Member of the Executive Council of the Free State for Social Development
- In office 14 March 2023 – 18 October 2023
- Premier: Mxolisi Dukwana
- Preceded by: Mamiki Qabathe
- Succeeded by: Mathabo Leeto

Member of the Free State Executive Council for Public Works and Human Settlements
- In office 28 May 2019 – 14 March 2023
- Premier: Sisi Ntombela
- Preceded by: Dora Kotzee
- Succeeded by: Dibolelo Mahlatsi

Member of the Free State Provincial Legislature
- In office 22 May 2019 – 18 October 2023

Personal details
- Born: 1970 or 1971 (age 54–55)
- Party: African National Congress
- Profession: Politician

= Motshidisi Koloi =

South African politician and educator

Motshidisi Agnes Koloi (born 1970 or 1971), also spelled Motshidise, is a South African politician and educator who served as the Member of the Executive Council (MEC) for Social Development in the Free State provincial government between March and October 2023. Before that, she was MEC for Public Works and Human Settlements from May 2019 until March 2023. She served in the Free State Provincial Legislature as an ANC representative from May 2019 until October 2023. Prior to her election to the Provincial Legislature, Koloi had served as the executive mayor of the Moqhaka Local Municipality.

==Background==
Koloi holds a primary teacher's diploma and a diploma in education management. She proceeded to work as an educator before becoming active in politics. Koloi was a councillor for the African National Congress on the municipal council of the Moqhaka Local Municipality. She gradually rose in the municipal leadership ranks, going from part-time councillor to chief whip of the council before becoming the executive mayor of the municipality. As mayor of Moqhaka, she was elected as one of three deputy provincial chairpersons of the South African Local Government Association in November 2016.

==Provincial government==
Koloi was elected to the Free State Provincial Legislature in the 2019 general election as one of 19 ANC representatives. Shortly afterwards, re-elected premier Sisi Ntombela announced her new executive council for the sixth administration wherein Koloi was appointed as the Member of the Executive Council for Public Works and Human Settlements, succeeding Dorah Kotzee, who left the provincial legislature.

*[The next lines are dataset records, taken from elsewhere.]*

use cfarray::{
    array::{InMemoryArray, LazyArray, MaskedArray},
    array_index::{extract, normalise, AxisExpr, IndexExpr, SliceExpr},
};
use criterion::{criterion_group, criterion_main, BenchmarkId, Criterion, Throughput};

fn array_index_slice(c: &mut Criterion) {
    let mut group = c.benchmark_group("array_index_slice");
    for size in [64u64, 128u64, 256u64].iter() {
        let num_elements: u64 = size * size * size;
        group.throughput(Throughput::Bytes(num_elements * 4));
        group.bench_with_input(BenchmarkId::from_parameter(size), size, |b, &size| {
            let elements: Vec<f32> = (0..num_elements).map(|i| i as f32).collect();
            let array = InMemoryArray::new(
                MaskedArray::from_elements(vec![size; 3], &elements).unwrap(),
            );
            let index = IndexExpr::axes([
                AxisExpr::full(),
                AxisExpr::Slice(SliceExpr::new(None, None, Some(2))),
                AxisExpr::Slice(SliceExpr::new(None, None, Some(-1))),
            ]);
            b.iter(|| array.read(&index).unwrap());
        });
    }
    group.finish();
}

fn array_index_positions(c: &mut Criterion) {
    let mut group = c.benchmark_group("array_index_positions");
    for size in [64u64, 128u64, 256u64].iter() {
        let num_elements: u64 = size * size * size;
        group.throughput(Throughput::Bytes(num_elements / 8));
        group.bench_with_input(BenchmarkId::from_parameter(size), size, |b, &size| {
            let elements: Vec<f32> = (0..num_elements).map(|i| i as f32).collect();
            let array = MaskedArray::from_elements(vec![size; 3], &elements).unwrap();
            let positions: Vec<i64> = (0..size as i64).rev().step_by(2).collect();
            let index = normalise(
                array.shape(),
                &IndexExpr::axes([
                    AxisExpr::from(positions.clone()),
                    AxisExpr::from(positions.clone()),
                    AxisExpr::from(positions),
                ]),
            )
            .unwrap();
            b.iter(|| extract(&array, &index, false).unwrap());
        });
    }
    group.finish();
}

criterion_group!(benches, array_index_slice, array_index_positions);
criterion_main!(benches);
//! Compression metadata.
//!
//! A [`CompressionDescriptor`](crate::array::compression::CompressionDescriptor) is serialised as JSON with a name and a configuration.
//! For example:
//! ```json
//! {
//!     "name": "ragged_contiguous",
//!     "configuration": {
//!         "instance_axis": 0,
//!         "element_axis": 1,
//!         "spans": [{"start": 0, "end": 2}, {"start": 2, "end": 5}]
//!     }
//! }
//! ```

use derive_more::From;
use serde::{de::DeserializeOwned, Deserialize, Serialize};
use thiserror::Error;

/// Compression metadata, a name and a configuration.
#[derive(Clone, Eq, PartialEq, Debug, Serialize, Deserialize)]
#[serde(deny_unknown_fields)]
pub struct CompressionMetadata {
    name: String,
    #[serde(default, skip_serializing_if = "serde_json::Map::is_empty")]
    configuration: MetadataConfiguration,
}

/// Configuration metadata.
pub type MetadataConfiguration = serde_json::Map<String, serde_json::Value>;

impl TryFrom<&str> for CompressionMetadata {
    type Error = serde_json::Error;

    fn try_from(s: &str) -> Result<Self, Self::Error> {
        serde_json::from_str(s)
    }
}

impl core::fmt::Display for CompressionMetadata {
    fn fmt(&self, f: &mut core::fmt::Formatter<'_>) -> core::fmt::Result {
        write!(
            f,
            "{} {}",
            self.name,
            serde_json::to_string(&self.configuration).unwrap_or_default()
        )
    }
}

impl CompressionMetadata {
    /// Create metadata from `name` and `configuration`.
    #[must_use]
    pub fn new_with_configuration(name: &str, configuration: MetadataConfiguration) -> Self {
        Self {
            name: name.into(),
            configuration,
        }
    }

    /// Convert a serializable configuration to [`CompressionMetadata`].
    ///
    /// # Errors
    /// Returns [`serde_json::Error`] if `configuration` cannot be serialised to a JSON object.
    pub fn new_with_serializable_configuration<TConfiguration: Serialize>(
        name: &str,
        configuration: &TConfiguration,
    ) -> Result<Self, serde_json::Error> {
        if let serde_json::Value::Object(configuration) = serde_json::to_value(configuration)? {
            Ok(Self::new_with_configuration(name, configuration))
        } else {
            Err(serde::ser::Error::custom(
                "the configuration cannot be serialized to a JSON struct",
            ))
        }
    }

    /// Try and convert the configuration to a deserializable type.
    ///
    /// # Errors
    /// Returns a [`ConfigurationInvalidError`] if the configuration cannot be converted.
    pub fn to_configuration<TConfiguration: DeserializeOwned>(
        &self,
    ) -> Result<TConfiguration, ConfigurationInvalidError> {
        let configuration = serde_json::Value::Object(self.configuration.clone());
        serde_json::from_value(configuration).map_err(|err| {
            ConfigurationInvalidError::new(self.name.clone(), self.configuration.clone(), err)
        })
    }

    /// Returns the metadata name.
    #[must_use]
    pub fn name(&self) -> &str {
        &self.name
    }

    /// Returns the metadata configuration.
    #[must_use]
    pub const fn configuration(&self) -> &MetadataConfiguration {
        &self.configuration
    }
}

/// An invalid configuration error.
#[derive(Debug, Error, From)]
#[error("invalid configuration for {name}: {source}, configuration: {configuration:?}")]
pub struct ConfigurationInvalidError {
    name: String,
    configuration: MetadataConfiguration,
    source: serde_json::Error,
}

impl ConfigurationInvalidError {
    /// Create a new invalid configuration error.
    #[must_use]
    pub fn new(
        name: String,
        configuration: MetadataConfiguration,
        source: serde_json::Error,
    ) -> Self {
        Self {
            name,
            configuration,
            source,
        }
    }

    /// Returns the name of the metadata with the invalid configuration.
    #[must_use]
    pub fn name(&self) -> &str {
        &self.name
    }
}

In May 2021, Koloi was appointed to serve on the Interim Provincial Executive Committee of the ANC after the 2018 Free State ANC provincial elective conference where the previous PEC was elected, was declared unlawful by the Supreme Court of Appeal.

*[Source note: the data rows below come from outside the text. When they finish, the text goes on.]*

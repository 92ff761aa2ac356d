//! A rust library for lazily evaluated, randomly indexable arrays over scientific array data.
//!
//! Array data may be held in memory, stored in a variable of a file, or stored in one of the ragged/compressed encodings of the [CF conventions](https://cfconventions.org):
//!  - gathered arrays (compression by gathering),
//!  - contiguous ragged arrays,
//!  - indexed ragged arrays, and
//!  - indexed contiguous ragged arrays.
//!
//! Consumers request an arbitrary multidimensional subspace of the *logical* (uncompressed) array and only that subspace is returned.
//! Compressed data is decompressed on demand.
//!
//! ## Getting Started
//! - [`array::LazyArray`] is the capability set every array implements.
//! - [`array::InMemoryArray`], [`array::FileArray`] and [`array::CompressedArray`] are the implementations.
//! - [`array_index`] describes the supported index expressions and their (non-default) independent per-axis semantics.
//!
//! ## Example
//! ```rust,ignore
//! # use std::sync::Arc;
//! use cfarray::array::{
//!     compression::{CompressionDescriptor, RaggedContiguous},
//!     CompressedArray, DataType, FileArray, LazyArray, VariableId,
//! };
//! use cfarray::array_index::{AxisExpr, IndexExpr};
//!
//! // A flat sample dimension of 5 values holding 2 instances
//! let payload = FileArray::new("/path/to/file.npz", VariableId::from("temperature"), DataType::Float64, vec![5])?;
//! let compression = RaggedContiguous::new(0, 1, vec![0..2, 2..5]);
//! let array = CompressedArray::new(Arc::new(payload), vec![2, 3], compression.into())?;
//!
//! let instance_1 = array.read(&IndexExpr::axes([AxisExpr::from(vec![1]), AxisExpr::full()]))?;
//! println!("{:?}", instance_1.elements::<f64>()?);
//! # Ok::<(), Box<dyn std::error::Error>>(())
//! ```
//!
//! ## Licence
//! `cfarray` is licensed under either of
//!  - the Apache License, Version 2.0 [LICENSE-APACHE](./LICENCE-APACHE) or <http://www.apache.org/licenses/LICENSE-2.0> or
//!  - the MIT license [LICENSE-MIT](./LICENCE-MIT) or <http://opensource.org/licenses/MIT>, at your option.

#![warn(unused_variables)]
#![warn(dead_code)]
#![deny(missing_docs)]
#![warn(clippy::pedantic)]
#![allow(clippy::module_name_repetitions)]
#![deny(clippy::missing_panics_doc)]

pub mod array;
pub mod array_index;
pub mod config;
pub mod metadata;
pub mod storage;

Following Mxolisi Dukwana's election as Premier of the Free State, he moved Koloi to the Social Development portfolio of the executive council.

On 12 October 2023, Koloi and two other people were arrested by the Hawks' serious corruption investigation unit on charges relating to the hiring of sound system for the Nelson Mandela memorial lecture that never took place while she was mayor of the Moqhaka Local Municipality in 2017. They appeared in the Kroonstad Magistrate's Court the following day where they were charged with fraud, corruption, money laundering and contravention of the Municipal Finance Management Act and released on bail. Koloi resigned from the provincial government on 18 October 2023.